(Beginning of Data in this exercise)
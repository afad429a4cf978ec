//! Event fetch requests
//!
//! ```text
//! FetchRequest: 0x01 offset (u8), 0x02 limit (u8, optional), 0x03 predicate (optional)
//! Predicate:    0x01 keys (n × 16B, optional), 0x02 start (date, optional), 0x03 end (date, optional)
//! ```

use crate::binary::{invalid_data, wire_date, BinaryRead, BinaryWrite};
use crate::event::LockEvent;
use crate::tlv::{read_all, record_size, uuid_from_slice, TlvFields, TlvWriter};
use chrono::{DateTime, Utc};
use serde::{Deserialize, Serialize};
use std::io::{self, Read, Write};
use uuid::Uuid;

/// Page of events to return, newest first
#[derive(Debug, Clone, Default, PartialEq, Eq, Serialize, Deserialize)]
pub struct FetchRequest {
    pub offset: u8,
    pub limit: Option<u8>,
    pub predicate: Option<Predicate>,
}

/// Filter applied to a page of events
#[derive(Debug, Clone, Default, PartialEq, Eq, Serialize, Deserialize)]
pub struct Predicate {
    /// Only events performed by one of these keys
    pub keys: Option<Vec<Uuid>>,
    /// Only events on or after this date
    pub start: Option<DateTime<Utc>>,
    /// Only events before this date
    pub end: Option<DateTime<Utc>>,
}

impl Predicate {
    /// Bounds are truncated to wire precision
    pub fn new(
        keys: Option<Vec<Uuid>>,
        start: Option<DateTime<Utc>>,
        end: Option<DateTime<Utc>>,
    ) -> Self {
        Predicate {
            keys,
            start: start.map(wire_date),
            end: end.map(wire_date),
        }
    }

    pub fn matches(&self, event: &LockEvent) -> bool {
        if let Some(keys) = &self.keys {
            if !keys.contains(&event.key()) {
                return false;
            }
        }
        let date = event.date();
        if let Some(start) = &self.start {
            if date < *start {
                return false;
            }
        }
        if let Some(end) = &self.end {
            if date >= *end {
                return false;
            }
        }
        true
    }
}

mod request_tag {
    pub const OFFSET: u8 = 0x01;
    pub const LIMIT: u8 = 0x02;
    pub const PREDICATE: u8 = 0x03;
    pub const ALL: &[u8] = &[OFFSET, LIMIT, PREDICATE];
}

mod predicate_tag {
    pub const KEYS: u8 = 0x01;
    pub const START: u8 = 0x02;
    pub const END: u8 = 0x03;
    pub const ALL: &[u8] = &[KEYS, START, END];
}

impl BinaryRead for FetchRequest {
    fn read_from<R: Read>(reader: &mut R) -> io::Result<Self> {
        let bytes = read_all(reader)?;
        let fields = TlvFields::parse(&bytes, request_tag::ALL)?;
        Ok(FetchRequest {
            offset: fields.u8(request_tag::OFFSET, "offset")?,
            limit: fields.optional_u8(request_tag::LIMIT, "limit")?,
            predicate: fields.optional_value(request_tag::PREDICATE)?,
        })
    }
}

impl BinaryWrite for FetchRequest {
    fn write_to<W: Write>(&self, writer: &mut W) -> io::Result<()> {
        let mut tlv = TlvWriter::new(writer);
        tlv.u8(request_tag::OFFSET, self.offset)?;
        if let Some(limit) = self.limit {
            tlv.u8(request_tag::LIMIT, limit)?;
        }
        if let Some(predicate) = &self.predicate {
            tlv.value(request_tag::PREDICATE, predicate)?;
        }
        Ok(())
    }

    fn serialized_size(&self) -> usize {
        record_size(1)
            + self.limit.map_or(0, |_| record_size(1))
            + self
                .predicate
                .as_ref()
                .map_or(0, |p| record_size(p.serialized_size()))
    }
}

impl BinaryRead for Predicate {
    fn read_from<R: Read>(reader: &mut R) -> io::Result<Self> {
        let bytes = read_all(reader)?;
        let fields = TlvFields::parse(&bytes, predicate_tag::ALL)?;
        let keys = match fields.get(predicate_tag::KEYS) {
            Some(raw) => {
                if raw.len() % 16 != 0 {
                    return Err(invalid_data(format!(
                        "key list length {} is not a multiple of 16",
                        raw.len()
                    )));
                }
                Some(
                    raw.chunks(16)
                        .map(uuid_from_slice)
                        .collect::<Result<Vec<_>, _>>()?,
                )
            }
            None => None,
        };
        Ok(Predicate {
            keys,
            start: fields.optional_date(predicate_tag::START, "start")?,
            end: fields.optional_date(predicate_tag::END, "end")?,
        })
    }
}

impl BinaryWrite for Predicate {
    fn write_to<W: Write>(&self, writer: &mut W) -> io::Result<()> {
        let mut tlv = TlvWriter::new(writer);
        if let Some(keys) = &self.keys {
            let raw: Vec<u8> = keys.iter().flat_map(|k| *k.as_bytes()).collect();
            tlv.bytes(predicate_tag::KEYS, &raw)?;
        }
        if let Some(start) = &self.start {
            tlv.date(predicate_tag::START, start)?;
        }
        if let Some(end) = &self.end {
            tlv.date(predicate_tag::END, end)?;
        }
        Ok(())
    }

    fn serialized_size(&self) -> usize {
        self.keys.as_ref().map_or(0, |k| record_size(16 * k.len()))
            + self.start.map_or(0, |_| record_size(8))
            + self.end.map_or(0, |_| record_size(8))
    }
}

#[cfg(test)]
mod tests {
    use super::*;
    use chrono::{Duration, TimeZone};

    fn base() -> DateTime<Utc> {
        Utc.with_ymd_and_hms(2024, 1, 10, 0, 0, 0).unwrap()
    }

    fn event(key: Uuid, date: DateTime<Utc>) -> LockEvent {
        LockEvent::setup(date, key)
    }

    #[test]
    fn test_fetch_request_roundtrip() {
        let requests = [
            FetchRequest::default(),
            FetchRequest {
                offset: 4,
                limit: Some(10),
                predicate: Some(Predicate::default()),
            },
            FetchRequest {
                offset: 0,
                limit: None,
                predicate: Some(Predicate {
                    keys: Some(vec![Uuid::new_v4(), Uuid::new_v4()]),
                    start: Some(base()),
                    end: Some(base() + Duration::days(2)),
                }),
            },
        ];
        for request in requests {
            let bytes = request.to_bytes().unwrap();
            assert_eq!(bytes.len(), request.serialized_size());
            assert_eq!(FetchRequest::from_bytes(&bytes).unwrap(), request);
        }
    }

    #[test]
    fn test_predicate_with_nanosecond_bounds() {
        let start = Utc.timestamp_opt(1_700_000_000, 123_456_789).unwrap();
        let predicate = Predicate::new(None, Some(start), Some(start + Duration::hours(1)));
        assert_eq!(predicate.start.map(|d| d.timestamp_subsec_nanos()), Some(123_456_000));
        let request = FetchRequest {
            offset: 0,
            limit: Some(5),
            predicate: Some(predicate.clone()),
        };
        let bytes = request.to_bytes().unwrap();
        assert_eq!(FetchRequest::from_bytes(&bytes).unwrap(), request);
        // an event stamped at the same instant falls inside the decoded bounds
        assert!(predicate.matches(&event(Uuid::new_v4(), start)));
    }

    #[test]
    fn test_empty_key_list_is_distinct_from_none() {
        let predicate = Predicate {
            keys: Some(Vec::new()),
            ..Predicate::default()
        };
        let bytes = predicate.to_bytes().unwrap();
        assert_eq!(Predicate::from_bytes(&bytes).unwrap(), predicate);
        assert!(!predicate.matches(&event(Uuid::new_v4(), base())));
    }

    #[test]
    fn test_offset_required() {
        assert!(FetchRequest::from_bytes(&[]).is_err());
    }

    #[test]
    fn test_misaligned_key_list_rejected() {
        let mut buf = Vec::new();
        TlvWriter::new(&mut buf)
            .bytes(predicate_tag::KEYS, &[0u8; 20])
            .unwrap();
        assert!(Predicate::from_bytes(&buf).is_err());
    }

    #[test]
    fn test_predicate_bounds() {
        let key = Uuid::new_v4();
        let predicate = Predicate {
            keys: None,
            start: Some(base()),
            end: Some(base() + Duration::days(1)),
        };
        assert!(predicate.matches(&event(key, base())));
        assert!(!predicate.matches(&event(key, base() - Duration::seconds(1))));
        assert!(!predicate.matches(&event(key, base() + Duration::days(1))));
    }

    #[test]
    fn test_predicate_keys() {
        let key = Uuid::new_v4();
        let predicate = Predicate {
            keys: Some(vec![key]),
            ..Predicate::default()
        };
        assert!(predicate.matches(&event(key, base())));
        assert!(!predicate.matches(&event(Uuid::new_v4(), base())));
    }
}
(End of Data in this exercise)
- About this task: In the records above, collect each line with "chrono".

- Exercise answer:
use chrono::{DateTime, Utc};
    use chrono::{Duration, TimeZone};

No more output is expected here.